Enteric redmouth disease is the first fish disease for which a practical, commercially available bacterin was developed. The first successful experimental bacterin, reported by Klontz (1963), was intended for oral delivery. It was improved by later investigators (Ross and Klontz 1965; Anderson and Ross 1972). Anderson and Nelson (1974) then showed that injection of a bacterin was superior to oral administration. However, injection is not practical for immunizing large numbers of small fish.
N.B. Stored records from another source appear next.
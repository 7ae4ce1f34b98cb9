// SPDX-License-Identifier: BUSL-1.1
// Copyright (c) 2026 Alfred Jean LLC

//! Redirection and heredoc lexing.

use super::{Lexer, LexerError};
use crate::token::{DupTarget, Span, Token, TokenKind};

impl Lexer<'_> {
    /// Capture bodies for all pending heredocs.
    pub(super) fn capture_pending_heredocs(
        &mut self,
        tokens: &mut [Token],
    ) -> Result<(), LexerError> {
        // Process in FIFO order (first declared heredoc gets first body)
        while let Some(pending) = self.pending_heredocs.pop_front() {
            let body = match self.read_heredoc_body(&pending.delimiter, pending.strip_tabs)? {
                Some(body) => body,
                None => {
                    return Err(LexerError::UnterminatedHereDoc {
                        delimiter: pending.delimiter,
                        span: pending.span,
                    });
                }
            };

            if let TokenKind::HereDoc {
                body: ref mut token_body,
                ..
            } = tokens[pending.token_index].kind
            {
                *token_body = body;
            }
        }
        Ok(())
    }

    /// Read heredoc body lines until the delimiter is found.
    ///
    /// Returns `Ok(Some(body))` if delimiter was found, `Ok(None)` if EOF was reached
    /// without finding the delimiter.
    fn read_heredoc_body(
        &mut self,
        delimiter: &str,
        strip_tabs: bool,
    ) -> Result<Option<String>, LexerError> {
        let mut body = String::new();

        loop {
            // Check if we're at EOF
            if self.chars.peek().is_none() {
                // EOF without finding delimiter
                return Ok(None);
            }

            // Read one line
            let line = self.read_line();

            // Check if this line is the delimiter
            let check = if strip_tabs {
                line.trim_start_matches('\t')
            } else {
                &line
            };

            // Remove trailing newline for comparison
            let check_trimmed = check.strip_suffix('\n').unwrap_or(check);
            let check_trimmed = check_trimmed.strip_suffix('\r').unwrap_or(check_trimmed);

            if check_trimmed == delimiter {
                // Found the delimiter, done with this heredoc
                return Ok(Some(body));
            }

            // Apply tab stripping to body lines for <<-
            let content = if strip_tabs {
                line.trim_start_matches('\t')
            } else {
                &line
            };
            body.push_str(content);
        }
    }

    /// Read a single line from input (including the newline if present).
    pub(super) fn read_line(&mut self) -> String {
        let start = self.current_position();
        let mut end = start;

        while let Some(&(pos, ch)) = self.chars.peek() {
            if ch == '\n' || ch == '\r' {
                end = pos + self.consume_newline();
                break;
            }
            end = pos + ch.len_utf8();
            self.chars.next();
        }

        self.input[start..end].to_string()
    }

    /// Calculate byte length of a file descriptor when rendered as a string.
    fn fd_prefix_len(fd: Option<u32>) -> usize {
        fd.map(|f| f.to_string().len()).unwrap_or(0)
    }

    /// Lex output redirection `>`, `>>`, or `>&`.
    ///
    /// Called when peek() has confirmed the next char is '>'.
    pub(super) fn lex_redirect_out(
        &mut self,
        start: usize,
        fd: Option<u32>,
    ) -> Result<Token, LexerError> {
        self.chars.next(); // consume >
        let fd_len = Self::fd_prefix_len(fd);

        match self.peek_char() {
            Some('>') => {
                self.chars.next();
                Ok(Token::new(
                    TokenKind::RedirectAppend { fd },
                    Span::new(start, start + fd_len + 2),
                ))
            }
            Some('&') => {
                self.chars.next();
                self.lex_dup_target(start, fd.unwrap_or(1), true, fd_len + 2)
            }
            _ => Ok(Token::new(
                TokenKind::RedirectOut { fd },
                Span::new(start, start + fd_len + 1),
            )),
        }
    }

    /// Lex input redirection `<`, `<<`, `<<-`, `<<<`, or `<&`.
    ///
    /// Called when peek() has confirmed the next char is '<'.
    pub(super) fn lex_redirect_in(
        &mut self,
        start: usize,
        fd: Option<u32>,
    ) -> Result<Token, LexerError> {
        self.chars.next(); // consume <
        let fd_len = Self::fd_prefix_len(fd);

        match self.peek_char() {
            Some('<') => {
                self.chars.next();
                match self.peek_char() {
                    Some('<') => {
                        self.chars.next();
                        Ok(Token::new(
                            TokenKind::HereString { fd },
                            Span::new(start, start + fd_len + 3),
                        ))
                    }
                    Some('-') => {
                        self.chars.next();
                        self.lex_heredoc(start, fd, true, fd_len + 3)
                    }
                    _ => self.lex_heredoc(start, fd, false, fd_len + 2),
                }
            }
            Some('&') => {
                self.chars.next();
                self.lex_dup_target(start, fd.unwrap_or(0), false, fd_len + 2)
            }
            _ => Ok(Token::new(
                TokenKind::RedirectIn { fd },
                Span::new(start, start + fd_len + 1),
            )),
        }
    }

    /// Lex a here-document operator with delimiter.
    ///
    /// Called after `<<` or `<<-` has been consumed.
    fn lex_heredoc(
        &mut self,
        start: usize,
        fd: Option<u32>,
        strip_tabs: bool,
        prefix_len: usize,
    ) -> Result<Token, LexerError> {
        // Skip horizontal whitespace between << and delimiter
        self.skip_whitespace();

        let (delimiter, quoted) = self.read_heredoc_delimiter()?;

        if delimiter.is_empty() {
            return Err(LexerError::InvalidRedirection {
                message: "expected delimiter after <<".to_string(),
                span: Span::new(start, start + prefix_len),
            });
        }

        let end = self.current_position();

        // Body is initially empty; will be filled after newline
        Ok(Token::new(
            TokenKind::HereDoc {
                fd,
                strip_tabs,
                delimiter,
                body: String::new(),
                quoted,
            },
            Span::new(start, end),
        ))
    }

    /// Read a heredoc delimiter word.
    ///
    /// Handles:
    /// - Unquoted words: `EOF`
    /// - Single-quoted: `'EOF'` (delimiter is `EOF`)
    /// - Double-quoted: `"EOF"` (delimiter is `EOF`)
    /// - Backslash-escaped characters in unquoted mode
    ///
    /// Returns the delimiter and whether it was quoted.
    fn read_heredoc_delimiter(&mut self) -> Result<(String, bool), LexerError> {
        let Some(&(start_pos, first_ch)) = self.chars.peek() else {
            return Ok((String::new(), false));
        };

        match first_ch {
            '\'' => self.read_single_quoted_delimiter(start_pos),
            '"' => self.read_double_quoted_delimiter(start_pos),
            _ => self.read_unquoted_delimiter(),
        }
    }

    /// Read a single-quoted heredoc delimiter.
    /// Returns the delimiter and `true` (quoted delimiters disable expansion).
    fn read_single_quoted_delimiter(&mut self, start: usize) -> Result<(String, bool), LexerError> {
        self.chars.next(); // consume opening '

        let mut delimiter = String::new();

        while let Some(&(pos, ch)) = self.chars.peek() {
            if ch == '\'' {
                self.chars.next(); // consume closing '
                return Ok((delimiter, true));
            }
            if ch == '\n' || ch == '\r' {
                return Err(LexerError::UnterminatedSingleQuote {
                    span: Span::new(start, pos),
                });
            }
            delimiter.push(ch);
            self.chars.next();
        }

        Err(LexerError::UnterminatedSingleQuote {
            span: Span::new(start, self.input.len()),
        })
    }

    /// Read a double-quoted heredoc delimiter.
    /// Returns the delimiter and `true` (quoted delimiters disable expansion).
    fn read_double_quoted_delimiter(&mut self, start: usize) -> Result<(String, bool), LexerError> {
        self.chars.next(); // consume opening "

        let mut delimiter = String::new();
        let mut escaped = false;

        while let Some(&(pos, ch)) = self.chars.peek() {
            if escaped {
                // In double quotes, only certain escapes are special
                match ch {
                    '"' | '\\' | '$' | '`' => delimiter.push(ch),
                    '\n' => {} // line continuation
                    _ => {
                        delimiter.push('\\');
                        delimiter.push(ch);
                    }
                }
                escaped = false;
                self.chars.next();
                continue;
            }

            match ch {
                '"' => {
                    self.chars.next(); // consume closing "
                    return Ok((delimiter, true));
                }
                '\\' => {
                    escaped = true;
                    self.chars.next();
                }
                '\n' | '\r' => {
                    return Err(LexerError::UnterminatedDoubleQuote {
                        span: Span::new(start, pos),
                    });
                }
                _ => {
                    delimiter.push(ch);
                    self.chars.next();
                }
            }
        }

        Err(LexerError::UnterminatedDoubleQuote {
            span: Span::new(start, self.input.len()),
        })
    }

    /// Read an unquoted heredoc delimiter.
    /// Returns the delimiter and `false` (unquoted allows expansion).
    fn read_unquoted_delimiter(&mut self) -> Result<(String, bool), LexerError> {
        let mut delimiter = String::new();
        let mut escaped = false;

        while let Some(&(_, ch)) = self.chars.peek() {
            if escaped {
                delimiter.push(ch);
                escaped = false;
                self.chars.next();
                continue;
            }

            match ch {
                '\\' => {
                    escaped = true;
                    self.chars.next();
                }
                // Delimiter terminators
                ' ' | '\t' | '\n' | '\r' | ';' | '&' | '|' | '(' | ')' | '<' | '>' => {
                    break;
                }
                _ => {
                    delimiter.push(ch);
                    self.chars.next();
                }
            }
        }

        Ok((delimiter, false))
    }

    /// Lex the target of a file descriptor duplication (`>&n`, `<&n`, `>&-`, `<&-`).
    fn lex_dup_target(
        &mut self,
        start: usize,
        source: u32,
        output: bool,
        prefix_len: usize,
    ) -> Result<Token, LexerError> {
        let target_start = self
            .chars
            .peek()
            .map(|(pos, _)| *pos)
            .unwrap_or(start + prefix_len);

        if self.peek_char() == Some('-') {
            self.chars.next();
            return Ok(Token::new(
                TokenKind::DuplicateFd {
                    source,
                    target: DupTarget::Close,
                    output,
                },
                Span::new(start, target_start + 1),
            ));
        }

        // Read target file descriptor number
        let mut end = target_start;
        while let Some(&(pos, ch)) = self.chars.peek() {
            if !ch.is_ascii_digit() {
                break;
            }
            end = pos + 1;
            self.chars.next();
        }

        if end == target_start {
            return Err(LexerError::InvalidRedirection {
                message: "expected file descriptor after >&".to_string(),
                span: Span::new(start, target_start),
            });
        }

        let target_fd: u32 =
            self.input[target_start..end]
                .parse()
                .map_err(|_| LexerError::InvalidRedirection {
                    message: "invalid file descriptor".to_string(),
                    span: Span::new(target_start, end),
                })?;

        Ok(Token::new(
            TokenKind::DuplicateFd {
                source,
                target: DupTarget::Fd(target_fd),
                output,
            },
            Span::new(start, end),
        ))
    }
}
Croy and Amend (1978) showed that fish could be immunized by immersion in a hyperosmotic solution of sodium chloride, followed by immersion in the bacterin. The first commercial ERM bacterin, licensed in 1976, was delivered by this procedure. Continued developments in the delivery system showed that either simple immersion or spray application of bacterin resulted in protection. Cipriano and Ruppenthal (1987) found that brook trout (Salvelinus fontinalis) immunized with Y. ruckeri of serotypes I or II were protected against experimental challenge regardless of the serotype used for immunization. The use of commercial ERM bacterin has resulted in decreased losses from the disease, decreased need for antibacterial therapy, and-surprisingly-an increased growth rate in immunized fish (Amend and Eshenour 1980; Tebbitt et al. 1981).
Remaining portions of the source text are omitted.